I contend that there are multiple overlapping reasons for this reality: 1. Ongoing prosecutorial misconduct, aided and abetted sometimes by explicit judicial bias, but more often, by what I call passive judicial complicity. 2. Explicit juror bias, what I call sanism, in individual cases. 3. The consistently pretextual positions of four current Supreme Court judges in all matters dealing with the overlap between mental disability and criminal behavior. 4. Lack of availability of trained counsel -- from the first stages of the lawyer-client relationship -- that can accurately identify mental disability, and then (a) strategically plan mental disability-based defenses and/or mitigation strategies, and (b) engage appropriate experts to assist in trial preparation and trial, a problem magnified by Murray v. Giarratano, holding that there is no constitutional right to collateral review or to the assistance of counsel in collateral proceedings. 5. The lower courts’ penurious interpretations of Ake v. Oklahoma in cases involving defendants with intellectual disabilities or severe neurological disorders.

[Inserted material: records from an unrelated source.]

// ==========================================
// 物流管理系统 - 配送冰箱聚合仓储
// ==========================================
// 聚合: distribution_refrigerators → refrigerator_readings → refrigerator_problems
// 写入契约 (两阶段):
//   1. insert(聚合根)           → 返回聚合根 id
//   2. insert_reading(读数)      → 读数须已回填聚合根 id
//   3. insert_problems(故障)     → 故障须已回填读数 id
// save() 在单个事务内按上述顺序完成整棵聚合的写入
// ==========================================

use crate::domain::refrigerator::{
    DistributionRefrigerators, RefrigeratorProblem, RefrigeratorReading, RefrigeratorSnapshot,
};
use crate::domain::types::FunctioningStatus;
use crate::repository::error::{RepositoryError, RepositoryResult};
use rusqlite::{params, Connection, OptionalExtension, Result as SqliteResult, Row};
use std::sync::{Arc, Mutex};

const SELECT_READING_COLUMNS: &str = r#"
    SELECT
        r.id, r.distributionRefrigeratorsId, r.refrigeratorId,
        r.refrigeratorSerialNumber, r.refrigeratorBrand, r.refrigeratorModel,
        r.temperature, r.functioningCorrectly, r.lowAlarmEvents, r.highAlarmEvents,
        r.problemSinceLastTime, r.notes,
        p.id, p.operatorError, p.burnerProblem, p.gasLeakage, p.egpFault,
        p.thermostatSetting, p.other, p.notes
    FROM refrigerator_readings r
    LEFT JOIN refrigerator_problems p ON p.readingId = r.id
"#;

// ==========================================
// DistributionRefrigeratorsRepository
// ==========================================
/// 配送冰箱聚合仓储
/// 红线: 不含业务逻辑，只负责数据访问与写入顺序
pub struct DistributionRefrigeratorsRepository {
    conn: Arc<Mutex<Connection>>,
}

impl DistributionRefrigeratorsRepository {
    pub fn new(conn: Arc<Mutex<Connection>>) -> Self {
        Self { conn }
    }

    fn get_conn(&self) -> RepositoryResult<std::sync::MutexGuard<Connection>> {
        self.conn
            .lock()
            .map_err(|e| RepositoryError::LockError(e.to_string()))
    }

    // ==========================================
    // 写入
    // ==========================================

    /// 写入聚合根（不级联写入读数）
    ///
    /// # 返回
    /// - Ok(i64): 聚合根 id，调用方据此回填读数
    /// - Err(UniqueConstraintViolation): (facility_id, distribution_id) 已存在
    /// - Err(ForeignKeyViolation): 机构或配送不存在
    pub fn insert(&self, aggregate: &DistributionRefrigerators) -> RepositoryResult<i64> {
        let conn = self.get_conn()?;
        insert_parent(&conn, aggregate)
    }

    /// 写入读数
    ///
    /// # 错误
    /// - ValidationError: 读数未回填聚合根 id
    /// - ForeignKeyViolation: 聚合根不存在
    pub fn insert_reading(&self, reading: &RefrigeratorReading) -> RepositoryResult<i64> {
        let conn = self.get_conn()?;
        insert_reading_row(&conn, reading)
    }

    /// 写入故障报告
    ///
    /// # 错误
    /// - ValidationError: 故障未回填读数 id
    /// - ForeignKeyViolation: 读数不存在
    /// - UniqueConstraintViolation: 该读数已有故障报告
    pub fn insert_problems(&self, problem: &RefrigeratorProblem) -> RepositoryResult<i64> {
        let conn = self.get_conn()?;
        insert_problem_row(&conn, problem)
    }

    /// 在单个事务内写入整棵聚合（聚合根 → 读数 → 故障）
    ///
    /// 任一步失败时整体回滚，不会留下孤立的聚合根
    pub fn save(&self, aggregate: &DistributionRefrigerators) -> RepositoryResult<i64> {
        let mut conn = self.get_conn()?;
        let tx = conn.transaction()?;

        let parent_id = insert_parent(&tx, aggregate)?;

        for reading in &aggregate.readings {
            let reading = reading.clone().with_distribution_refrigerators_id(parent_id);
            let reading_id = insert_reading_row(&tx, &reading)?;

            if let Some(problem) = reading.problem {
                insert_problem_row(&tx, &problem.with_reading_id(reading_id))?;
            }
        }

        tx.commit()?;
        tracing::info!(
            distribution_refrigerators_id = parent_id,
            readings = aggregate.readings.len(),
            "配送冰箱聚合已写入"
        );
        Ok(parent_id)
    }

    // ==========================================
    // 查询
    // ==========================================

    /// 按 (机构, 配送) 查询聚合，读数全部加载
    ///
    /// # 返回
    /// - Ok(Some(..)): 聚合及其全部读数（读数带故障报告）
    /// - Ok(None): 未找到
    pub fn get_by(
        &self,
        facility_id: i64,
        distribution_id: i64,
    ) -> RepositoryResult<Option<DistributionRefrigerators>> {
        let mut conn = self.get_conn()?;
        // 读事务保证聚合根与读数来自同一快照
        let tx = conn.transaction()?;

        let parent_id: Option<i64> = tx
            .query_row(
                "SELECT id FROM distribution_refrigerators WHERE facilityId = ?1 AND distributionId = ?2",
                params![facility_id, distribution_id],
                |row| row.get(0),
            )
            .optional()?;

        let Some(parent_id) = parent_id else {
            return Ok(None);
        };

        let readings = select_readings_by_parent(&tx, parent_id)?;
        tx.commit()?;

        Ok(Some(
            DistributionRefrigerators::new(facility_id, distribution_id, readings).with_id(parent_id),
        ))
    }

    /// 按 id 查询读数
    pub fn find_reading_by_id(&self, reading_id: i64) -> RepositoryResult<Option<RefrigeratorReading>> {
        let conn = self.get_conn()?;
        let sql = format!("{} WHERE r.id = ?1", SELECT_READING_COLUMNS);
        let reading = conn
            .query_row(&sql, params![reading_id], map_reading_row)
            .optional()?;
        Ok(reading)
    }

    /// 查询聚合根下全部读数（按写入顺序）
    pub fn find_readings_by_distribution_refrigerators_id(
        &self,
        distribution_refrigerators_id: i64,
    ) -> RepositoryResult<Vec<RefrigeratorReading>> {
        let conn = self.get_conn()?;
        select_readings_by_parent(&conn, distribution_refrigerators_id)
    }

    /// 按读数 id 查询故障报告
    pub fn find_problem_by_reading_id(
        &self,
        reading_id: i64,
    ) -> RepositoryResult<Option<RefrigeratorProblem>> {
        let conn = self.get_conn()?;
        let problem = conn
            .query_row(
                r#"
                SELECT id, readingId, operatorError, burnerProblem, gasLeakage,
                       egpFault, thermostatSetting, other, notes
                FROM refrigerator_problems
                WHERE readingId = ?1
                "#,
                params![reading_id],
                |row| {
                    Ok(RefrigeratorProblem {
                        id: Some(row.get(0)?),
                        reading_id: Some(row.get(1)?),
                        operator_error: row.get(2)?,
                        burner_problem: row.get(3)?,
                        gas_leakage: row.get(4)?,
                        egp_fault: row.get(5)?,
                        thermostat_setting: row.get(6)?,
                        other: row.get(7)?,
                        notes: row.get(8)?,
                    })
                },
            )
            .optional()?;
        Ok(problem)
    }
}

// ==========================================
// 行级写入（供单步写入与事务写入复用）
// ==========================================

fn insert_parent(conn: &Connection, aggregate: &DistributionRefrigerators) -> RepositoryResult<i64> {
    conn.execute(
        "INSERT INTO distribution_refrigerators (facilityId, distributionId) VALUES (?1, ?2)",
        params![aggregate.facility_id, aggregate.distribution_id],
    )?;
    Ok(conn.last_insert_rowid())
}

fn insert_reading_row(conn: &Connection, reading: &RefrigeratorReading) -> RepositoryResult<i64> {
    let parent_id = reading.distribution_refrigerators_id.ok_or_else(|| {
        RepositoryError::ValidationError("读数缺少 distributionRefrigeratorsId，需先写入聚合根".to_string())
    })?;

    let snapshot = reading.refrigerator.as_ref();
    conn.execute(
        r#"
        INSERT INTO refrigerator_readings (
            distributionRefrigeratorsId, refrigeratorId,
            refrigeratorSerialNumber, refrigeratorBrand, refrigeratorModel,
            temperature, functioningCorrectly, lowAlarmEvents, highAlarmEvents,
            problemSinceLastTime, notes
        ) VALUES (?1, ?2, ?3, ?4, ?5, ?6, ?7, ?8, ?9, ?10, ?11)
        "#,
        params![
            parent_id,
            snapshot.and_then(|s| s.refrigerator_id),
            snapshot.map(|s| s.serial_number.as_str()),
            snapshot.and_then(|s| s.brand.as_deref()),
            snapshot.and_then(|s| s.model.as_deref()),
            reading.temperature,
            reading.functioning_correctly.map(|s| s.to_db_str()),
            reading.low_alarm_events,
            reading.high_alarm_events,
            reading.problem_since_last_time.map(|s| s.to_db_str()),
            reading.notes,
        ],
    )?;
    Ok(conn.last_insert_rowid())
}

fn insert_problem_row(conn: &Connection, problem: &RefrigeratorProblem) -> RepositoryResult<i64> {
    let reading_id = problem.reading_id.ok_or_else(|| {
        RepositoryError::ValidationError("故障报告缺少 readingId，需先写入读数".to_string())
    })?;

    conn.execute(
        r#"
        INSERT INTO refrigerator_problems (
            readingId, operatorError, burnerProblem, gasLeakage,
            egpFault, thermostatSetting, other, notes
        ) VALUES (?1, ?2, ?3, ?4, ?5, ?6, ?7, ?8)
        "#,
        params![
            reading_id,
            problem.operator_error,
            problem.burner_problem,
            problem.gas_leakage,
            problem.egp_fault,
            problem.thermostat_setting,
            problem.other,
            problem.notes,
        ],
    )?;
    Ok(conn.last_insert_rowid())
}

fn select_readings_by_parent(conn: &Connection, parent_id: i64) -> RepositoryResult<Vec<RefrigeratorReading>> {
    let sql = format!(
        "{} WHERE r.distributionRefrigeratorsId = ?1 ORDER BY r.id",
        SELECT_READING_COLUMNS
    );
    let mut stmt = conn.prepare(&sql)?;
    let readings = stmt
        .query_map(params![parent_id], map_reading_row)?
        .collect::<SqliteResult<Vec<RefrigeratorReading>>>()?;
    Ok(readings)
}

/// 映射读数行（含 LEFT JOIN 的故障列）
fn map_reading_row(row: &Row) -> SqliteResult<RefrigeratorReading> {
    let reading_id: i64 = row.get(0)?;

    let serial_number: Option<String> = row.get(3)?;
    let refrigerator_id: Option<i64> = row.get(2)?;
    let brand: Option<String> = row.get(4)?;
    let model: Option<String> = row.get(5)?;
    let refrigerator = serial_number.map(|serial_number| RefrigeratorSnapshot {
        refrigerator_id,
        serial_number,
        brand,
        model,
    });

    let problem_id: Option<i64> = row.get(12)?;
    let problem = match problem_id {
        Some(id) => Some(RefrigeratorProblem {
            id: Some(id),
            reading_id: Some(reading_id),
            operator_error: row.get(13)?,
            burner_problem: row.get(14)?,
            gas_leakage: row.get(15)?,
            egp_fault: row.get(16)?,
            thermostat_setting: row.get(17)?,
            other: row.get(18)?,
            notes: row.get(19)?,
        }),
        None => None,
    };

    Ok(RefrigeratorReading {
        id: Some(reading_id),
        distribution_refrigerators_id: Some(row.get(1)?),
        refrigerator,
        temperature: row.get(6)?,
        functioning_correctly: parse_flag(row.get(7)?),
        low_alarm_events: row.get(8)?,
        high_alarm_events: row.get(9)?,
        problem_since_last_time: parse_flag(row.get(10)?),
        notes: row.get(11)?,
        problem,
    })
}

fn parse_flag(raw: Option<String>) -> Option<FunctioningStatus> {
    raw.as_deref().and_then(FunctioningStatus::parse)
}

In this paper, I will assess why we blind ourselves to this reality, and how this reality mocks any possibility that the death penalty can ever be administered in a “fair” way. I will also examine these issues through the lens of therapeutic jurisprudence and will conclude that our current system utterly rejects the bedrock principles of that school of jurisprudence -- voice, validation and voluntariness -- in ways that contribute to true mockeries of justice.